_MATERIAL SUPPLIED:_
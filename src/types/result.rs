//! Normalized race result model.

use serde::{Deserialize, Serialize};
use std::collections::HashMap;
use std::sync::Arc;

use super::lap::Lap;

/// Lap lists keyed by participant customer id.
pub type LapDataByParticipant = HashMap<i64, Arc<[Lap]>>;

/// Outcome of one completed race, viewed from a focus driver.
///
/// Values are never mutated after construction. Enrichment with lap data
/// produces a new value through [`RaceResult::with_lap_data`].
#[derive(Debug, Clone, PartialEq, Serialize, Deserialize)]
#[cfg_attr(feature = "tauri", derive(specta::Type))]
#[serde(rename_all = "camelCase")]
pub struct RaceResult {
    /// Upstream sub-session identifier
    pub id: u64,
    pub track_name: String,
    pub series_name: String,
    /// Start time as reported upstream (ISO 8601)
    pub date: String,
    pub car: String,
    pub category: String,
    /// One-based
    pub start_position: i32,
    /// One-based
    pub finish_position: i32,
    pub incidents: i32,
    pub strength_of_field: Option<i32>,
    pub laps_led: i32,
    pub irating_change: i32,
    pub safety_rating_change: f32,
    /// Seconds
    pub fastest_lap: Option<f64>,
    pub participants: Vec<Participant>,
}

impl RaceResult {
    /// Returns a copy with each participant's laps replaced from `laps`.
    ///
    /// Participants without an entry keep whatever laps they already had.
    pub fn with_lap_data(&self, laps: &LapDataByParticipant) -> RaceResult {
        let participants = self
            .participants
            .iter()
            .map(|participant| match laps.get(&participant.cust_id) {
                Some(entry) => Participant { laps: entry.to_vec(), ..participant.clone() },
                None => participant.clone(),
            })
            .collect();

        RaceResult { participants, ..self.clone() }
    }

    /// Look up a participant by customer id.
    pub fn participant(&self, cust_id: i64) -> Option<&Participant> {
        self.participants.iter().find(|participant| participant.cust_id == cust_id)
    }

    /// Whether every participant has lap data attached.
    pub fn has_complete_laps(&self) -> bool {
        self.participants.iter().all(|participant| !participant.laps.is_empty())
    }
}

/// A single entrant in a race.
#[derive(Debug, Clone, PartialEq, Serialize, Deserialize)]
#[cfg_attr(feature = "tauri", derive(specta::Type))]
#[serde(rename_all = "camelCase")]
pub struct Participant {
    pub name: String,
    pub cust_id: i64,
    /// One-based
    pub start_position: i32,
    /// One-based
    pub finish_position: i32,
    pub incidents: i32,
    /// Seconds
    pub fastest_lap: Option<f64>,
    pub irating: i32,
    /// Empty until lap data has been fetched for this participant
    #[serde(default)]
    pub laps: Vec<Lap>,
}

_EXERCISE BRIEF:_ Your response should be the lines above from the first to the one containing "pub type LapDataByParticipant", inclusive, each given exactly.

_ANSWER TO THIS TASK:_
filename src/types/result.rs
//! Normalized race result model.

use serde::{Deserialize, Serialize};
use std::collections::HashMap;
use std::sync::Arc;

use super::lap::Lap;

/// Lap lists keyed by participant customer id.
pub type LapDataByParticipant = HashMap<i64, Arc<[Lap]>>;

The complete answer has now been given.